Prompt
For each line below that includes the string "null", show the whole line.

Data for this task
//! Generator module - writes the static site to the public directory

use anyhow::{Context, Result};
use std::fs;
use std::path::Path;
use walkdir::WalkDir;

use crate::catalog::Catalog;
use crate::templates::TemplateRenderer;
use crate::Site;

/// Static site generator
pub struct Generator {
    site: Site,
    renderer: TemplateRenderer,
}

impl Generator {
    /// Create a new generator
    pub fn new(site: &Site) -> Self {
        Self {
            site: site.clone(),
            renderer: TemplateRenderer::new(&site.config),
        }
    }

    /// Render the home page without writing it
    pub fn render_home(&self, catalog: &Catalog) -> String {
        self.renderer.render_home(catalog)
    }

    /// Generate the entire site
    pub fn generate(&self, catalog: &Catalog) -> Result<()> {
        fs::create_dir_all(&self.site.public_dir)
            .with_context(|| format!("Failed to create {:?}", self.site.public_dir))?;

        // Static assets first so generated files win on name clashes
        let copied = self.copy_static_assets()?;
        if copied > 0 {
            tracing::info!("Copied {} static files", copied);
        }

        self.generate_home_page(catalog)?;
        self.generate_catalog_json(catalog)?;

        Ok(())
    }

    fn generate_home_page(&self, catalog: &Catalog) -> Result<()> {
        let html = self.render_home(catalog);
        write_file(&self.site.public_dir.join("index.html"), &html)?;
        tracing::info!("Generated index.html with {} cards", catalog.len());
        Ok(())
    }

    fn generate_catalog_json(&self, catalog: &Catalog) -> Result<()> {
        let json = serde_json::to_string_pretty(catalog)?;
        write_file(&self.site.public_dir.join("catalog.json"), &json)?;
        tracing::debug!("Generated catalog.json");
        Ok(())
    }

    /// Copy everything under the static directory into the public directory
    fn copy_static_assets(&self) -> Result<usize> {
        let static_dir = &self.site.static_dir;
        if !static_dir.exists() {
            return Ok(0);
        }

        let mut copied = 0;
        for entry in WalkDir::new(static_dir)
            .follow_links(true)
            .into_iter()
            .filter_map(|e| e.ok())
        {
            let path = entry.path();
            if !path.is_file() {
                continue;
            }

            let relative = path.strip_prefix(static_dir)?;
            let dest = self.site.public_dir.join(relative);

            if let Some(parent) = dest.parent() {
                fs::create_dir_all(parent)?;
            }

            fs::copy(path, &dest).with_context(|| format!("Failed to copy {:?}", path))?;
            copied += 1;
        }

        Ok(copied)
    }
}

fn write_file(path: &Path, content: &str) -> Result<()> {
    fs::write(path, content).with_context(|| format!("Failed to write {:?}", path))
}

#[cfg(test)]
mod tests {
    use super::*;
    use crate::catalog::builtin;

    #[test]
    fn test_generate_writes_files() {
        let dir = tempfile::tempdir().unwrap();
        let site = Site::new(dir.path()).unwrap();
        Generator::new(&site).generate(builtin()).unwrap();

        let index = fs::read_to_string(site.public_dir.join("index.html")).unwrap();
        assert!(index.contains("<div class=\"card-title\">Fundamentals</div>"));

        let json = fs::read_to_string(site.public_dir.join("catalog.json")).unwrap();
        let value: serde_json::Value = serde_json::from_str(&json).unwrap();
        assert_eq!(value.as_array().unwrap().len(), builtin().len());
        assert_eq!(value[0]["title"], "Fundamentals");
        assert!(value[0]["blocks"][0]["content"][0].get("link").is_none());
    }

    #[test]
    fn test_copies_static_assets() {
        let dir = tempfile::tempdir().unwrap();
        let icons = dir.path().join("static/img/icon");
        fs::create_dir_all(&icons).unwrap();
        fs::write(icons.join("favicon.svg"), "<svg/>").unwrap();

        let site = Site::new(dir.path()).unwrap();
        Generator::new(&site).generate(builtin()).unwrap();

        let copied = site.public_dir.join("img/icon/favicon.svg");
        assert_eq!(fs::read_to_string(copied).unwrap(), "<svg/>");
    }

    #[test]
    fn test_generated_page_matches_render() {
        let dir = tempfile::tempdir().unwrap();
        let site = Site::new(dir.path()).unwrap();
        let generator = Generator::new(&site);
        generator.generate(builtin()).unwrap();

        let written = fs::read_to_string(site.public_dir.join("index.html")).unwrap();
        assert_eq!(written, generator.render_home(builtin()));
    }
}
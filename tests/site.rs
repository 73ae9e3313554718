//! End-to-end site generation

use std::fs;

use devoops::catalog::loader::CatalogLoader;
use devoops::Site;

const CONFIG: &str = r#"
title: DevOops
tagline: Oops Happens
url: https://chen-wenyi.github.io
base_url: /devoops
navbar:
  items:
    - label: Blog
      to: /blog
    - label: GitHub
      href: https://github.com/chen-wenyi/devoops
      position: right
search:
  app_id: CDC78XYJGF
  api_key: search-only
  index_name: chen-wenyiio
"#;

const CARDS: &str = r#"
- title: Front-end
  color: '#2f9e44'
  blocks:
    - title: React
      content:
        - title: Suspense
          link: /docs/frontend/react/suspense
        - title: Redux
          link: ''
    - title: Typescript
      content: []
- title: CI/CD
  color: '#2f9e44'
  blocks: []
"#;

fn write_site(dir: &std::path::Path) {
    fs::write(dir.join("_config.yml"), CONFIG).unwrap();
    fs::create_dir_all(dir.join("source/_data")).unwrap();
    fs::write(dir.join("source/_data/cards.yml"), CARDS).unwrap();
}

#[test]
fn generate_then_clean() {
    let dir = tempfile::tempdir().unwrap();
    write_site(dir.path());

    let site = Site::new(dir.path()).unwrap();
    site.generate().unwrap();

    let index = fs::read_to_string(site.public_dir.join("index.html")).unwrap();
    assert!(index.contains("<title>Hello from DevOops</title>"));
    assert_eq!(index.matches("<div class=\"card\" ").count(), 2);
    assert_eq!(index.matches("<div class=\"block\">").count(), 2);
    assert_eq!(index.matches("<span class=\"link\"").count(), 2);
    assert!(index.contains("href=\"/devoops/docs/frontend/react/suspense\""));
    assert!(index.contains("<a class=\"card-link\" aria-disabled=\"true\">"));
    assert!(index.contains("id=\"docsearch-config\""));
    assert!(index.contains("<a href=\"/devoops/blog\">Blog</a>"));

    assert!(site.public_dir.join("catalog.json").is_file());

    site.clean().unwrap();
    assert!(!site.public_dir.exists());
}

#[test]
fn generation_is_repeatable() {
    let dir = tempfile::tempdir().unwrap();
    write_site(dir.path());
    let site = Site::new(dir.path()).unwrap();

    site.generate().unwrap();
    let first = fs::read(site.public_dir.join("index.html")).unwrap();
    site.generate().unwrap();
    let second = fs::read(site.public_dir.join("index.html")).unwrap();

    assert_eq!(first, second);
}

#[test]
fn invalid_cards_fail_generation() {
    let dir = tempfile::tempdir().unwrap();
    fs::create_dir_all(dir.path().join("source/_data")).unwrap();
    fs::write(
        dir.path().join("source/_data/cards.yml"),
        "- title: ''\n  color: '#fff'\n",
    )
    .unwrap();

    let site = Site::new(dir.path()).unwrap();
    assert!(CatalogLoader::new(&site).load().is_err());
    assert!(site.generate().is_err());
    assert!(!site.public_dir.join("index.html").exists());
}

#[test]
fn init_then_generate() {
    let dir = tempfile::tempdir().unwrap();
    devoops::commands::init::init_site(dir.path()).unwrap();

    let site = Site::new(dir.path()).unwrap();
    site.generate().unwrap();

    let index = fs::read_to_string(site.public_dir.join("index.html")).unwrap();
    assert!(index.contains("<div class=\"card-title\">Cloud Computing Platform</div>"));
    assert!(index.contains("<nav class=\"navbar navbar--hideable\">"));
}
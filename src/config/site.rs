//! Site configuration (_config.yml)

use anyhow::{Context, Result};
use serde::{Deserialize, Deserializer, Serialize};
use std::fs;
use std::path::Path;

/// Main site configuration
#[derive(Debug, Clone, Serialize, Deserialize)]
#[serde(default)]
pub struct SiteConfig {
    // Site
    pub title: String,
    pub tagline: String,
    pub description: String,
    pub favicon: String,
    pub language: String,

    // URL
    pub url: String,
    pub base_url: String,

    // Deployment
    pub organization_name: String,
    pub project_name: String,

    // Directory
    pub source_dir: String,
    pub public_dir: String,
    pub static_dir: String,

    // Theme
    #[serde(default)]
    pub navbar: NavbarConfig,
    #[serde(default)]
    pub color_mode: ColorModeConfig,

    // Hosted search
    pub search: Option<SearchConfig>,
}

impl Default for SiteConfig {
    fn default() -> Self {
        Self {
            title: "My Site".to_string(),
            tagline: String::new(),
            description: String::new(),
            favicon: "img/favicon.ico".to_string(),
            language: "en".to_string(),

            url: "http://example.com".to_string(),
            base_url: "/".to_string(),

            organization_name: String::new(),
            project_name: String::new(),

            source_dir: "source".to_string(),
            public_dir: "public".to_string(),
            static_dir: "static".to_string(),

            navbar: NavbarConfig::default(),
            color_mode: ColorModeConfig::default(),

            search: None,
        }
    }
}

impl SiteConfig {
    /// Load configuration from a file
    pub fn load<P: AsRef<Path>>(path: P) -> Result<Self> {
        let path = path.as_ref();
        let content =
            fs::read_to_string(path).with_context(|| format!("Failed to read {:?}", path))?;
        let config: SiteConfig = serde_yaml::from_str(&content)
            .with_context(|| format!("Failed to parse {:?}", path))?;

        for item in &config.navbar.items {
            if item.target().is_none() {
                tracing::warn!("Navbar item {:?} has neither `to` nor `href`", item.label);
            }
        }

        Ok(config)
    }

    /// Title shown in the navbar brand, falling back to the site title
    pub fn navbar_title(&self) -> &str {
        self.navbar.title.as_deref().unwrap_or(&self.title)
    }

    /// GitHub repository of the site, from `organization_name` and `project_name`
    pub fn repository_url(&self) -> Option<String> {
        let org = self.organization_name.trim();
        let project = self.project_name.trim();
        if org.is_empty() || project.is_empty() {
            return None;
        }
        Some(format!("https://github.com/{}/{}", org, project))
    }

    /// Navbar items in display order. A configured repository gets a right-side
    /// `GitHub` item unless an item already links to it.
    pub fn nav_items(&self) -> Vec<NavItem> {
        let mut items = self.navbar.items.clone();

        if let Some(repo) = self.repository_url() {
            let linked = items
                .iter()
                .any(|i| i.target().map(|t| t.trim_end_matches('/')) == Some(repo.as_str()));
            if !linked {
                items.push(NavItem {
                    label: "GitHub".to_string(),
                    to: None,
                    href: Some(repo),
                    position: NavPosition::Right,
                });
            }
        }

        items
    }
}

/// Navbar configuration
#[derive(Debug, Clone, Default, Serialize, Deserialize)]
#[serde(default)]
pub struct NavbarConfig {
    pub title: Option<String>,
    pub logo: Option<LogoConfig>,
    pub hide_on_scroll: bool,
    #[serde(default)]
    pub items: Vec<NavItem>,
}

/// Navbar logo
#[derive(Debug, Clone, Serialize, Deserialize)]
pub struct LogoConfig {
    #[serde(default)]
    pub alt: String,
    pub src: String,
}

/// A single navbar entry. `to` is a path inside the site, `href` an external URL.
#[derive(Debug, Clone, Serialize, Deserialize)]
pub struct NavItem {
    pub label: String,
    #[serde(default)]
    pub to: Option<String>,
    #[serde(default)]
    pub href: Option<String>,
    #[serde(default)]
    pub position: NavPosition,
}

impl NavItem {
    /// Destination of the item, preferring the internal path
    pub fn target(&self) -> Option<&str> {
        self.to.as_deref().or(self.href.as_deref())
    }

    /// Whether the item leaves the site
    pub fn is_external(&self) -> bool {
        self.to.is_none() && self.href.is_some()
    }
}

#[derive(Debug, Clone, Copy, Default, PartialEq, Eq, Serialize, Deserialize)]
#[serde(rename_all = "lowercase")]
pub enum NavPosition {
    #[default]
    Left,
    Right,
}

/// Color mode configuration
#[derive(Debug, Clone, Serialize, Deserialize)]
#[serde(default)]
pub struct ColorModeConfig {
    pub default_mode: ColorMode,
    pub disable_switch: bool,
    pub respect_prefers_color_scheme: bool,
}

impl Default for ColorModeConfig {
    fn default() -> Self {
        Self {
            default_mode: ColorMode::Light,
            disable_switch: false,
            respect_prefers_color_scheme: true,
        }
    }
}

#[derive(Debug, Clone, Copy, Default, PartialEq, Eq, Serialize, Deserialize)]
#[serde(rename_all = "lowercase")]
pub enum ColorMode {
    #[default]
    Light,
    Dark,
}

impl ColorMode {
    pub fn as_str(&self) -> &'static str {
        match self {
            ColorMode::Light => "light",
            ColorMode::Dark => "dark",
        }
    }
}

/// Hosted search (Algolia DocSearch) configuration.
///
/// Only the client side is configured here; the index lives with the
/// search provider. `api_key` must be the public search-only key.
#[derive(Debug, Clone, Serialize, Deserialize)]
pub struct SearchConfig {
    pub app_id: String,
    pub api_key: String,
    pub index_name: String,
    #[serde(default = "default_true")]
    pub contextual_search: bool,
    #[serde(default)]
    pub external_url_regex: Option<String>,
    #[serde(
        default = "default_search_page_path",
        deserialize_with = "deserialize_search_page_path"
    )]
    pub search_page_path: Option<String>,
    #[serde(default)]
    pub insights: bool,
}

fn default_true() -> bool {
    true
}

fn default_search_page_path() -> Option<String> {
    Some("search".to_string())
}

/// `false` or `null` turn the search page off, `true` keeps the default path
fn deserialize_search_page_path<'de, D>(deserializer: D) -> Result<Option<String>, D::Error>
where
    D: Deserializer<'de>,
{
    #[derive(Deserialize)]
    #[serde(untagged)]
    enum PagePath {
        Enabled(bool),
        Path(String),
    }

    Ok(match Option::<PagePath>::deserialize(deserializer)? {
        None | Some(PagePath::Enabled(false)) => None,
        Some(PagePath::Enabled(true)) => default_search_page_path(),
        Some(PagePath::Path(path)) if path.trim().is_empty() => None,
        Some(PagePath::Path(path)) => Some(path),
    })
}

impl SearchConfig {
    /// Client configuration in the camelCase shape DocSearch expects
    pub fn to_client_json(&self) -> serde_json::Value {
        let mut value = serde_json::json!({
            "appId": self.app_id,
            "apiKey": self.api_key,
            "indexName": self.index_name,
            "contextualSearch": self.contextual_search,
            "insights": self.insights,
        });
        if let Some(regex) = &self.external_url_regex {
            value["externalUrlRegex"] = serde_json::Value::String(regex.clone());
        }
        value["searchPagePath"] = match &self.search_page_path {
            Some(path) => serde_json::Value::String(path.clone()),
            None => serde_json::Value::Bool(false),
        };
        value
    }
}

#[cfg(test)]
mod tests {
    use super::*;

    #[test]
    fn test_default_config() {
        let config = SiteConfig::default();
        assert_eq!(config.title, "My Site");
        assert_eq!(config.base_url, "/");
        assert_eq!(config.public_dir, "public");
        assert!(config.search.is_none());
        assert_eq!(config.color_mode.default_mode, ColorMode::Light);
    }

    #[test]
    fn test_parse_config() {
        let yaml = r#"
title: DevOops
tagline: Oops Happens
base_url: /devoops
navbar:
  hide_on_scroll: true
  items:
    - label: Blog
      to: /blog
    - label: GitHub
      href: https://github.com/chen-wenyi/devoops
      position: right
color_mode:
  default_mode: dark
"#;
        let config: SiteConfig = serde_yaml::from_str(yaml).unwrap();
        assert_eq!(config.title, "DevOops");
        assert_eq!(config.base_url, "/devoops");
        assert_eq!(config.public_dir, "public");
        assert!(config.navbar.hide_on_scroll);
        assert_eq!(config.navbar_title(), "DevOops");
        assert_eq!(config.color_mode.default_mode, ColorMode::Dark);

        let items = config.nav_items();
        assert_eq!(items.len(), 2);
        assert_eq!(items[0].position, NavPosition::Left);
        assert!(!items[0].is_external());
        assert_eq!(items[1].label, "GitHub");
        assert_eq!(items[1].position, NavPosition::Right);
        assert!(items[1].is_external());
    }

    #[test]
    fn test_repository_nav_item() {
        let mut config = SiteConfig::default();
        assert!(config.repository_url().is_none());
        assert!(config.nav_items().is_empty());

        config.organization_name = "chen-wenyi".to_string();
        config.project_name = "devoops".to_string();
        assert_eq!(
            config.repository_url().as_deref(),
            Some("https://github.com/chen-wenyi/devoops")
        );

        let items = config.nav_items();
        assert_eq!(items.len(), 1);
        assert_eq!(items[0].label, "GitHub");
        assert_eq!(items[0].position, NavPosition::Right);
        assert!(items[0].is_external());

        // an explicit item for the same repository is not duplicated
        config.navbar.items.push(NavItem {
            label: "Source".to_string(),
            to: None,
            href: Some("https://github.com/chen-wenyi/devoops/".to_string()),
            position: NavPosition::Right,
        });
        let items = config.nav_items();
        assert_eq!(items.len(), 1);
        assert_eq!(items[0].label, "Source");
    }

    #[test]
    fn test_search_defaults() {
        let yaml = r#"
search:
  app_id: APP
  api_key: KEY
  index_name: docs
"#;
        let config: SiteConfig = serde_yaml::from_str(yaml).unwrap();
        let search = config.search.unwrap();
        assert!(search.contextual_search);
        assert!(!search.insights);
        assert_eq!(search.search_page_path.as_deref(), Some("search"));

        let json = search.to_client_json();
        assert_eq!(json["appId"], "APP");
        assert_eq!(json["indexName"], "docs");
        assert_eq!(json["searchPagePath"], "search");
        assert!(json.get("externalUrlRegex").is_none());
    }

    #[test]
    fn test_search_page_can_be_disabled() {
        for value in ["false", "null", "''"] {
            let yaml = format!(
                "search:\n  app_id: APP\n  api_key: KEY\n  index_name: docs\n  search_page_path: {}\n",
                value
            );
            let config: SiteConfig = serde_yaml::from_str(&yaml).unwrap();
            let search = config.search.unwrap();
            assert_eq!(search.search_page_path, None, "{}", value);
            assert_eq!(search.to_client_json()["searchPagePath"], false);
        }

        let yaml = "search:\n  app_id: APP\n  api_key: KEY\n  index_name: docs\n  search_page_path: true\n";
        let config: SiteConfig = serde_yaml::from_str(yaml).unwrap();
        assert_eq!(config.search.unwrap().search_page_path.as_deref(), Some("search"));

        let yaml = "search:\n  app_id: APP\n  api_key: KEY\n  index_name: docs\n  search_page_path: find\n";
        let config: SiteConfig = serde_yaml::from_str(yaml).unwrap();
        assert_eq!(config.search.unwrap().search_page_path.as_deref(), Some("find"));
    }

    #[test]
    fn test_load_missing_file_fails() {
        let dir = tempfile::tempdir().unwrap();
        assert!(SiteConfig::load(dir.path().join("_config.yml")).is_err());
    }
}
//! Initialize a new site

use anyhow::{Context, Result};
use std::fs;
use std::path::Path;

use crate::catalog::builtin;

const CONFIG_TEMPLATE: &str = r#"# Site
title: DevOops
tagline: Oops Happens - We Document It.
description: ''
favicon: img/icon/favicon.ico
language: en

# URL
url: https://example.com
base_url: /

# Deployment
organization_name: chen-wenyi
project_name: devoops

# Directory
source_dir: source
public_dir: public
static_dir: static

# Navbar
navbar:
  title: DevOops
  logo:
    alt: DevOops Logo
    src: img/icon/favicon.svg
  hide_on_scroll: true
  items:
    - label: Docs
      to: /docs/intro
      position: left
    - label: Blog
      to: /blog
      position: left

# Color mode
color_mode:
  default_mode: light
  disable_switch: false
  respect_prefers_color_scheme: true

# Hosted search (Algolia DocSearch). Use the public search-only key.
# search:
#   app_id: ''
#   api_key: ''
#   index_name: ''
#   contextual_search: true
#   search_page_path: search
#   insights: false
"#;

/// Initialize a new site in the given directory
pub fn init_site(target_dir: &Path) -> Result<()> {
    let config_path = target_dir.join("_config.yml");
    if config_path.exists() {
        anyhow::bail!("{:?} already exists, refusing to overwrite", config_path);
    }

    // Create directory structure
    fs::create_dir_all(target_dir.join("source/_data"))?;
    fs::create_dir_all(target_dir.join("static/img/icon"))?;

    fs::write(&config_path, CONFIG_TEMPLATE)
        .with_context(|| format!("Failed to write {:?}", config_path))?;

    // Seed the card data with the built-in catalog
    let cards_path = target_dir.join("source/_data/cards.yml");
    if !cards_path.exists() {
        let cards = serde_yaml::to_string(builtin())?;
        fs::write(&cards_path, cards)
            .with_context(|| format!("Failed to write {:?}", cards_path))?;
    }

    Ok(())
}
//! Clean the public directory

use anyhow::{Context, Result};
use std::fs;

use crate::Site;

/// Delete the public directory
pub fn run(site: &Site) -> Result<()> {
    if site.public_dir.exists() {
        fs::remove_dir_all(&site.public_dir)
            .with_context(|| format!("Failed to delete {:?}", site.public_dir))?;
        tracing::info!("Deleted: {:?}", site.public_dir);
    } else {
        tracing::debug!("Nothing to clean at {:?}", site.public_dir);
    }

    Ok(())
}

#[cfg(test)]
mod tests {
    use super::*;

    #[test]
    fn test_clean_removes_public_dir() {
        let dir = tempfile::tempdir().unwrap();
        let site = Site::new(dir.path()).unwrap();
        fs::create_dir_all(site.public_dir.join("img")).unwrap();
        fs::write(site.public_dir.join("index.html"), "x").unwrap();

        run(&site).unwrap();
        assert!(!site.public_dir.exists());
        // second run is a no-op
        run(&site).unwrap();
    }
}
//! CLI commands

pub mod clean;
pub mod generate;
pub mod init;
pub mod list;
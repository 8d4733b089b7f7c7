use std::io::{self, Read, Write, Error, ErrorKind};
use std::net::{TcpStream, ToSocketAddrs};
use std::time::Duration;

use byteorder::{BigEndian, WriteBytesExt, ReadBytesExt};

use crate::xdr;
use super::{xdr_pack, xdr_unpack};

const LAST_FRAGMENT:u32 = 0x80000000;

// Largest reply accepted, across all fragments of one record
pub const MAX_RECORD_LEN:usize = 64 * 1024 * 1024;

pub struct TcpClient {
	pub stream: TcpStream,
	pub prog: u32,
	pub vers: u32,
	pub lastxid: u32,
	pub packer: xdr::Packer,
	pub unpacker: xdr::Unpacker,
}

impl TcpClient {

	// The timeout bounds every blocking read and write on the socket, not the call as a whole
	pub fn connect<A: ToSocketAddrs>(addr: A, prog: u32, vers: u32, timeout: Duration) -> io::Result<Self> {
		let sock_addr = addr.to_socket_addrs()?.next()
			.ok_or_else(|| Error::new(ErrorKind::Other, "Address did not resolve"))?;
		let stream = TcpStream::connect_timeout(&sock_addr, timeout)?;
		stream.set_read_timeout(Some(timeout))?;
		stream.set_write_timeout(Some(timeout))?;
		stream.set_nodelay(true)?;

		Ok(Self{ stream, prog, vers, lastxid: 0, packer: xdr::Packer::new(), unpacker: xdr::Unpacker::new() })
	}

	pub fn set_timeout(&mut self, timeout: Duration) -> io::Result<()> {
		self.stream.set_read_timeout(Some(timeout))?;
		self.stream.set_write_timeout(Some(timeout))
	}

	// Starts a new call: bumps the xid and packs the call header so the caller can append arguments
	pub fn start_call(&mut self, prc:u32) -> io::Result<()> {
		self.lastxid = self.lastxid.wrapping_add(1);
		self.packer.reset();
		xdr_pack::pack_callheader_no_auth(&mut self.packer, self.lastxid, self.prog, self.vers, prc)
	}

	// Sends the packed call as a single record and loads the matching reply into the unpacker,
	// positioned just past the reply header
	pub fn do_call(&mut self) -> io::Result<()> {
		let call:&[u8] = self.packer.get_buf();
		let mut send_bytes:Vec<u8> = Vec::with_capacity(call.len() + 4);
		send_bytes.write_u32::<BigEndian>(call.len() as u32 | LAST_FRAGMENT)?;
		send_bytes.extend_from_slice(call);
		self.stream.write_all(&send_bytes)?;

		loop {
			let reply = self.read_record()?;
			self.unpacker.reset(&reply);

			let header = xdr_unpack::unpack_replyheader(&mut self.unpacker)?;
			if header.xid == self.lastxid {
				return Ok(());
			} else if header.xid < self.lastxid {
				// Stale reply to a call we already gave up on
				log::debug!("rpc: dropping stale reply xid={} (expecting {})", header.xid, self.lastxid);
				continue;
			} else {
				return Err(Error::new(ErrorKind::Other, "Received a reply for a call that was never made"));
			}
		}
	}

	fn read_record(&mut self) -> io::Result<Vec<u8>> {
		let mut reply:Vec<u8> = vec![];
		let mut last:bool = false;
		while !last {
			let x:u32 = self.stream.read_u32::<BigEndian>()?;
			last = (x & LAST_FRAGMENT) != 0;
			let n = (x & !LAST_FRAGMENT) as usize;

			let start = reply.len();
			if start + n > MAX_RECORD_LEN {
				return Err(Error::new(ErrorKind::InvalidData, format!("RPC record of more than {} bytes", MAX_RECORD_LEN)));
			}
			reply.resize(start + n, 0);
			self.stream.read_exact(&mut reply[start..])?;
		}
		Ok(reply)
	}

}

Response
/// `false` or `null` turn the search page off, `true` keeps the default path
        for value in ["false", "null", "''"] {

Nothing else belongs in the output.